Clarence Leonidas Fender est un bricoleur touche à tout. À l’aube de la Seconde Guerre mondiale, il perd son travail mais monte une société de réparations de transistors radio. Très vite, ses systèmes audio lui permettent d’acquérir une solide réputation dans le secteur, et les musiciens locaux viennent à lui en nombre. Il faut dire qu’à seize ans, le jeune Leo s’était essayé à la lutherie, accouchant déjà d’un prototype de guitare acoustique artisanal. Et bien que n’étant pas musicien, il sait entendre leurs requêtes. Ses premiers travaux se focalisent sur la création d’amplificateurs pour les groupes de country du coin.

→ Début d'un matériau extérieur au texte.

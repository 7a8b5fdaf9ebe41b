//! NVR MQTT - command line entry point
//!
//! Connects to the configured broker, publishes Home Assistant discovery,
//! then reads newline-delimited detection batches from stdin until EOF or a
//! termination signal.

use chrono::Utc;
use clap::{Parser, Subcommand};
use nvr_mqtt::collaborators::{
    ConfigStreamStore, DirectorySnapshotSource, NoSnapshots, SnapshotSource,
};
use nvr_mqtt::config::NvrConfig;
use nvr_mqtt::detection::{DetectionInput, DetectionResult};
use nvr_mqtt::integration::MqttIntegration;
use nvr_mqtt::observability::{init_default_logging, init_logging, metrics, LogFormat};
use nvr_mqtt::transport::mqtt::RumqttBackend;
use std::path::PathBuf;
use std::process;
use std::sync::Arc;
use tokio::io::{AsyncBufReadExt, BufReader};
use tokio::{
    signal,
    time::{sleep, Duration, Instant},
};
use tracing::{debug, error, info, warn, Level};

const DEFAULT_CONFIG_PATHS: [&str; 2] = ["nvr-mqtt.toml", "config/nvr-mqtt.toml"];

/// MQTT integration for a network video recorder
#[derive(Parser)]
#[command(name = "nvr-mqtt")]
#[command(about = "Publish NVR detections and Home Assistant discovery over MQTT")]
#[command(version)]
struct Cli {
    /// Configuration file path
    #[arg(short, long, value_name = "FILE", env = "NVR_MQTT_CONFIG")]
    config: Option<PathBuf>,

    /// Verbose logging (-v debug, -vv trace)
    #[arg(short, long, action = clap::ArgAction::Count)]
    verbose: u8,

    #[command(subcommand)]
    command: Commands,
}

#[derive(Subcommand)]
enum Commands {
    /// Connect and publish detections read from stdin
    Run {
        /// Seconds to wait for the broker before continuing unconnected
        #[arg(long, default_value_t = 10)]
        connect_timeout: u64,
    },
    /// Validate the configuration
    Config {
        /// Show the effective configuration
        #[arg(long)]
        show: bool,
    },
}

#[tokio::main]
async fn main() {
    let cli = Cli::parse();

    match cli.verbose {
        0 => init_default_logging(),
        1 => init_logging(Level::DEBUG, log_format(), false),
        _ => init_logging(Level::TRACE, log_format(), true),
    }

    info!("Starting nvr-mqtt v{}", env!("CARGO_PKG_VERSION"));

    let config = match load_configuration(&cli.config) {
        Ok(config) => config,
        Err(e) => {
            error!("Failed to load configuration: {}", e);
            process::exit(1);
        }
    };

    let result = match cli.command {
        Commands::Run { connect_timeout } => {
            run(config, Duration::from_secs(connect_timeout)).await
        }
        Commands::Config { show } => handle_config_command(config, show),
    };

    if let Err(e) = result {
        error!("Command failed: {}", e);
        process::exit(1);
    }

    info!("Application shutdown complete");
}

fn log_format() -> LogFormat {
    LogFormat::parse(&std::env::var("LOG_FORMAT").unwrap_or_else(|_| "compact".to_string()))
}

fn load_configuration(config_path: &Option<PathBuf>) -> Result<NvrConfig, Box<dyn std::error::Error>> {
    if let Some(path) = config_path {
        info!("Loading configuration from: {}", path.display());
        return Ok(NvrConfig::load_from_file(path)?);
    }

    for path_str in DEFAULT_CONFIG_PATHS {
        let path = PathBuf::from(path_str);
        if path.exists() {
            info!("Loading configuration from: {}", path.display());
            return Ok(NvrConfig::load_from_file(&path)?);
        }
    }

    Err("No configuration file found. Provide one with -c/--config or create nvr-mqtt.toml".into())
}

fn snapshot_source(config: &NvrConfig) -> Arc<dyn SnapshotSource> {
    match &config.snapshots.directory {
        Some(dir) => Arc::new(DirectorySnapshotSource::new(dir.clone())),
        None => Arc::new(NoSnapshots),
    }
}

async fn run(config: NvrConfig, connect_timeout: Duration) -> Result<(), Box<dyn std::error::Error>> {
    let integration = Arc::new(MqttIntegration::new(
        Arc::new(RumqttBackend::default()),
        Arc::new(ConfigStreamStore::from_config(&config)),
        snapshot_source(&config),
    ));

    let enabled = config.mqtt.enabled;
    integration.init(config)?;
    if !enabled {
        warn!("MQTT is disabled, detections will be discarded");
    }

    let connector = integration.clone();
    tokio::task::spawn_blocking(move || connector.connect()).await??;

    if enabled && wait_for_connection(&integration, connect_timeout).await {
        let published = integration.publish_discovery();
        let services = integration.start_services();
        info!(
            discovery_documents = published,
            services = services,
            "MQTT integration running"
        );
    } else if enabled {
        warn!(timeout = ?connect_timeout, "Broker not reachable yet, continuing to reconnect in the background");
    }

    let mut sigint = signal::unix::signal(signal::unix::SignalKind::interrupt())?;
    let mut sigterm = signal::unix::signal(signal::unix::SignalKind::terminate())?;

    tokio::select! {
        _ = sigint.recv() => {
            info!("Received SIGINT, shutting down gracefully...");
        }
        _ = sigterm.recv() => {
            info!("Received SIGTERM, shutting down gracefully...");
        }
        result = read_detections(integration.clone()) => {
            match result {
                Ok(lines) => info!(lines = lines, "Detection input closed"),
                Err(e) => error!(error = %e, "Failed to read detection input"),
            }
        }
    }

    let teardown = integration.clone();
    let outcome = tokio::task::spawn_blocking(move || teardown.cleanup()).await?;
    if outcome.is_clean() {
        info!("MQTT teardown completed cleanly");
    } else {
        warn!(outcome = ?outcome, "MQTT teardown finished with abandoned steps");
    }

    debug!(
        metrics = %serde_json::to_string(&metrics().snapshot())?,
        "Final metrics"
    );
    Ok(())
}

async fn wait_for_connection(integration: &MqttIntegration, timeout: Duration) -> bool {
    let deadline = Instant::now() + timeout;
    while Instant::now() < deadline {
        if integration.is_connected() {
            return true;
        }
        sleep(Duration::from_millis(100)).await;
    }
    integration.is_connected()
}

/// Publish every NDJSON detection batch on stdin; returns the lines read
async fn read_detections(integration: Arc<MqttIntegration>) -> std::io::Result<usize> {
    let mut lines = BufReader::new(tokio::io::stdin()).lines();
    let mut count = 0;

    while let Some(line) = lines.next_line().await? {
        let line = line.trim();
        if line.is_empty() {
            continue;
        }
        count += 1;

        let input: DetectionInput = match serde_json::from_str(line) {
            Ok(input) => input,
            Err(e) => {
                warn!(line = count, error = %e, "Skipping malformed detection input");
                continue;
            }
        };

        let timestamp = input.timestamp.unwrap_or_else(Utc::now);
        let result = DetectionResult::new(input.detections);
        if let Err(e) = integration.publish_detection(&input.stream, &result, timestamp) {
            warn!(stream = %input.stream, error = %e, "Failed to publish detection");
        }
        integration.set_motion_state(&input.stream, &result);
    }

    Ok(count)
}

fn handle_config_command(config: NvrConfig, show: bool) -> Result<(), Box<dyn std::error::Error>> {
    config.validate()?;
    if config.mqtt.enabled {
        config.validate_for_connection()?;
    }

    if show {
        println!("Current configuration:");
        println!("{}", toml::to_string_pretty(&config)?);
    }

    info!("Configuration validation complete");
    Ok(())
}
//! NVR MQTT - broker integration for a network video recorder
//!
//! Publishes object-detection events to an MQTT broker, advertises each
//! camera stream to Home Assistant through MQTT discovery, tracks per-stream
//! motion state and tears the broker session down within a bounded time.
//!
//! # Overview
//!
//! - [`config`] - TOML configuration and validation
//! - [`detection`] - detection records and the event payload
//! - [`topics`] - topic layout and identifier sanitizing
//! - [`transport`] - broker session abstraction and the rumqttc backend
//! - [`integration`] - connection lifecycle, publishing, discovery, motion,
//!   background services and shutdown
//! - [`collaborators`] - stream list and snapshot sources supplied by the recorder
//! - [`observability`] - structured logging and metrics
//!
//! # Quick Start
//!
//! ```rust
//! use nvr_mqtt::detection::{Detection, DetectionEvent, DetectionResult};
//! use chrono::{TimeZone, Utc};
//!
//! let result = DetectionResult::new(vec![
//!     Detection::new("person", 0.92).with_bounds(0.1, 0.2, 0.3, 0.4),
//! ]);
//! let timestamp = Utc.timestamp_opt(1_700_000_000, 0).unwrap();
//!
//! let json = DetectionEvent::new("Front Door", &result, timestamp)
//!     .to_json()
//!     .unwrap();
//! assert!(json.contains("\"stream\":\"Front Door\""));
//! ```

pub mod collaborators;
pub mod config;
pub mod detection;
pub mod error;
pub mod integration;
pub mod observability;
pub mod testing;
pub mod topics;
pub mod transport;

pub use collaborators::{SnapshotSource, StreamInfo, StreamStore};
pub use config::{ConfigError, NvrConfig};
pub use detection::{Detection, DetectionEvent, DetectionResult};
pub use error::{MqttError, MqttResult};
pub use integration::{MqttIntegration, ShutdownOutcome, ShutdownPolicy};
pub use topics::TopicBuilder;
pub use transport::mqtt::RumqttBackend;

Il lance aussi une gamme de lapsteel, ces guitares horizontales alors très populaires dans les années 1940 en Californie. Utilisées dans la musique hawaïenne, blues et country, leurs sonorités métalliques et fluides sont tirées du glissement d’un tone-bar ou d’un bottleneck sur les cordes. Fender lance donc son entreprise avec des packs pour débutants incluant un lapsteel ainsi qu’un amplificateur de faible puissance. La gamme s’étend rapidement et une usine est créée pour pouvoir répondre à la demande. Le petit atelier pour radio ne suffisait plus.

Premiers modèles

Ainsi en 1949, il crée le prototype de la Telecaster. De nombreux guitaristes se plaignaient de ne pas s’entendre dans les big bands et il leur fallait un instrument amplifié qui n’était pas sujet au larsen. Avec son approche purement pragmatique, Leo Fender conçoit ainsi une guitare à corps plein et à manche vissé. Le corps plein est une évidence, plus solide qu’un corps demi-caisse et beaucoup moins sensible au larsen. En effet, celui-ci a tendance à s’amplifier dans la caisse de résonance du corps. Le manche vissé est là pour faciliter les réparations. La tradition classique de la lutherie veut que le manche soit collé à la guitare, pour permettre là encore d’avoir plus de coffre. Mais une réparation est quasi-impossible en cas de casse. C’est pourquoi Fender décide de visser le manche au corps pour le changer en cas de besoin. Il développe même un système de tige pour régler la courbe du manche et garder l’intonation de l’instrument juste. Premières révolutions.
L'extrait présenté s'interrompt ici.